We eventually descend that hill and I am glad to hear to coyote say, “¡Ya estuvo!”, “¡Ya la hicimos!” I share in the collective enthusiasm. People say, “¡Órale!” and “¡Chido!,” and “¡Ya chingamos!,” but I still don’t understand how we have actually made it. This valley looks as deserted as any other we have passed. Reaching the bottom of the next hill, the coyote takes out a flashlight and points it with his commanding right hand. And then I see it, the miracle of this Mexican Moses who promises to deliver us from the Jaguar’s oppression materializes right in front of me─a dark circle opens up ahead, like a surreal toothless mouth threatening to devour us.
Had the other group made it this far, the migras would have never caught up with them. No migra would ever go down this pipe. Nobody with any human dignity would, so we leave ours behind. We enter the dark cylindrical hole, and I say to myself, so this it, this is what it means to have made it. The pipe is about five feet in height. We duck and enter the filthy bowels of San Diego where rodents make their home and humans are unwelcome invaders. The air inside is heavy and damp, and there is a pungent stench to it. I stretch my arms to the sides to find support on the inner walls of the pipe. My hands feel wet and sticky. I feel helpless. Amid the constant sound of shoes hitting the metal below, I sob quietly. Traveling in the same direction, narcotics on their way to give a high to those who vilify my journey are transported in a much more humane and sanitary fashion. The humiliation I experience is so deep I promise myself that if I am ever caught, I will never try crossing again. Eventually, the darkness ends. We come out, and one by one we all collapse on the ground. I feel exhausted and sick. My back hurts, and I wonder if I’ll ever be able to stand straight up again.
I am still trying to stand straight up, to recover my lost sense of dignity. It was Baruch Spinoza who once said that dignity is the basis of freedom. Twenty-five years after I first crossed the border into the land of the free, I am still looking for that mythical freedom. Have you seen it? I keep trying to find it, but it keeps escaping me, like some slippery thing I can’t get my hands on. First, I had the idea that learning English would give me a certain degree of anonymity, that is, that by speaking your language, I would be able to pass as one of your own, so I signed up for ESL classes. Then, my GED books gave me that hope─just as all other previous waves of immigrants, my story would one day be part of the larger American narrative. Later, I thought that going to college would better prepare me for my eventual integration. Then I thought that getting a master’s degree would definitely help me be fully assimilated. Now, that I am about to finish a PhD program, it occurs to me that maybe this is all an illusion and that my search for freedom is nothing more than a chase after the wind.

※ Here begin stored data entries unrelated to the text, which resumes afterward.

// SPDX-License-Identifier: MIT OR Apache-2.0
//! Event-surface scanner: regex-based detection of event-emission call
//! sites.

use std::path::Path;

use async_trait::async_trait;
use serde_json::json;
use wd_core::ScannerOutput;
use wd_error::{ErrorCode, WdError};
use wd_scanners_core::{Scanner, ScannerOptions};

const SCANNED_EXTENSIONS: &[&str] = &["py", "js", "ts", "go", "rs", "java"];
const DEFAULT_EXCLUDES: &[&str] = &["target", "node_modules", ".git", "dist", "build"];

/// A candidate event-emission call site within a single file.
struct Match {
    line: usize,
    pattern: String,
    line_content: String,
}

fn find_matches(content: &str, patterns: &[String]) -> Vec<Match> {
    let mut matches = Vec::new();
    for pattern in patterns {
        let mut search_from = 0;
        while let Some(pos) = content[search_from..].find(pattern.as_str()) {
            let abs_pos = search_from + pos;
            let line = content[..abs_pos].matches('\n').count() + 1;
            let line_start = content[..abs_pos].rfind('\n').map_or(0, |i| i + 1);
            let line_end = content[abs_pos..].find('\n').map_or(content.len(), |i| abs_pos + i);
            let line_content = content[line_start..line_end].trim().to_string();
            matches.push(Match {
                line,
                pattern: pattern.clone(),
                line_content,
            });
            search_from = abs_pos + pattern.len().max(1);
        }
    }
    matches
}

fn guess_transport(line: &str) -> &'static str {
    let lower = line.to_lowercase();
    if lower.contains("ws.") || lower.contains("websocket") || lower.contains("socket") {
        "websocket"
    } else if lower.contains("http") || lower.contains("post") || lower.contains("fetch") || lower.contains("axios") {
        "http"
    } else if lower.contains("redis") {
        "redis"
    } else if lower.contains("publish") || lower.contains("emit") {
        "inproc.publish"
    } else {
        "unknown"
    }
}

fn guess_lane(event_name: &str, transport: &str) -> &'static str {
    if event_name.starts_with("crown://") {
        "crown"
    } else if event_name.starts_with("core.") || event_name.starts_with("agent.") || event_name.starts_with("system.") {
        "federation"
    } else if transport == "websocket" || transport == "http" {
        "network"
    } else if event_name.contains('.') && !event_name.contains(' ') {
        "federation"
    } else {
        "local"
    }
}

/// Guess the event name a matched line refers to, and a confidence score,
/// using a three-tier heuristic: `crown://` URIs first, quoted string
/// literals next, a truncated dynamic-expression fallback last.
fn classify_event(line_content: &str) -> Option<(String, f64)> {
    if line_content.contains("crown://") {
        let start = line_content.find("crown://")?;
        let rest = &line_content[start..];
        let end = rest
            .find(|c: char| !(c.is_alphanumeric() || "/._-:".contains(c)))
            .unwrap_or(rest.len());
        return Some((rest[..end].to_string(), 0.95));
    }

    if let Some(literal) = first_strict_string_literal(line_content) {
        if literal.len() > 3 {
            return Some((literal, 0.85));
        }
    }

    let truncated: String = line_content.chars().take(30).collect();
    Some((format!("dynamic:{truncated}..."), 0.5))
}

/// Finds the first quoted literal containing only alphanumerics, dots,
/// colons, underscores, and dashes.
fn first_strict_string_literal(line: &str) -> Option<String> {
    let bytes = line.as_bytes();
    let mut i = 0;
    while i < bytes.len() {
        let quote = bytes[i];
        if quote == b'"' || quote == b'\'' {
            if let Some(end_offset) = line[i + 1..].find(quote as char) {
                let candidate = &line[i + 1..i + 1 + end_offset];
                if !candidate.is_empty()
                    && candidate
                        .chars()
                        .all(|c| c.is_alphanumeric() || "_.:-".contains(c))
                {
                    return Some(candidate.to_string());
                }
                i += 1 + end_offset + 1;
                continue;
            }
        }
        i += 1;
    }
    None
}

/// Scans source files for string/URI patterns that look like event
/// emission call sites, classifying each by a confidence score and a
/// guessed transport/lane.
pub struct EventSurfaceScanner;

#[async_trait]
impl Scanner for EventSurfaceScanner {
    async fn scan(&self, target: &Path, options: &ScannerOptions) -> Result<ScannerOutput, WdError> {
        let patterns: Vec<String> = match options.get("patterns").and_then(|v| v.as_array()) {
            Some(values) => values.iter().filter_map(|v| v.as_str().map(str::to_string)).collect(),
            None => Vec::new(),
        };
        if patterns.is_empty() {
            return Ok(ScannerOutput::new("static.events", Vec::new()));
        }

        let files = if target.is_file() {
            vec![target.to_path_buf()]
        } else if target.is_dir() {
            collect_source_files(target)
        } else {
            return Err(WdError::new(
                ErrorCode::IoTargetUnavailable,
                format!("target does not exist: {}", target.display()),
            )
            .with_context("target", target.display().to_string()));
        };

        let mut items = Vec::new();
        for file in files {
            let Ok(content) = std::fs::read_to_string(&file) else {
                continue;
            };
            for found in find_matches(&content, &patterns) {
                let Some((event_guess, confidence)) = classify_event(&found.line_content) else {
                    continue;
                };
                if event_guess.contains("\\w") || event_guess.contains("group(") || event_guess.contains('[') {
                    continue;
                }
                let transport = guess_transport(&found.line_content);
                let lane = guess_lane(&event_guess, transport);
                let file_name = file.file_name().map(|n| n.to_string_lossy().into_owned()).unwrap_or_default();
                let project = file
                    .parent()
                    .and_then(|p| p.file_name())
                    .map(|n| n.to_string_lossy().into_owned())
                    .unwrap_or_default();
                items.push(json!({
                    "surface_id": format!("{file_name}:{}", found.line),
                    "file": file.display().to_string(),
                    "line": found.line,
                    "pattern": found.pattern,
                    "match": found.line_content,
                    "event_guess": event_guess,
                    "lane": lane,
                    "transport": transport,
                    "confidence": confidence,
                    "project": project,
                }));
            }
        }

        Ok(ScannerOutput::new("static.events", items))
    }
}

fn collect_source_files(root: &Path) -> Vec<std::path::PathBuf> {
    walkdir::WalkDir::new(root)
        .into_iter()
        .filter_entry(|entry| {
            !entry
                .file_name()
                .to_str()
                .is_some_and(|name| DEFAULT_EXCLUDES.contains(&name))
        })
        .filter_map(Result::ok)
        .filter(|entry| entry.file_type().is_file())
        .filter(|entry| {
            entry
                .path()
                .extension()
                .and_then(|ext| ext.to_str())
                .is_some_and(|ext| SCANNED_EXTENSIONS.contains(&ext))
        })
        .map(|entry| entry.into_path())
        .collect()
}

This may all sound very abstract, but I assure you, it is not. In my search for freedom, I have crossed this great city of Chicago, from one end to the other. I know it back and forth, from the very last street bordering the south suburb of Blue Island, to Howard Street on the north, from Lake Shore Drive in the east to O’Hare airport in the west. And yet, I remain a stranger to this city. After a quarter of a century, I still inhabit its peripheries, not in the physical sense, but in the legal sense. In that respect, I am no different, nor do I want to be perceived as different, from the hundreds, perhaps thousands of people working right here in the Magnificent Mile making beds in the hotels, preparing meals at restaurants, and cleaning offices. People whose work is an essential component of this vibrant economy but who, for all practical matters, remain outlaws, just like me. Let’s think about that for a minute, about the paradox of the indispensable outcast.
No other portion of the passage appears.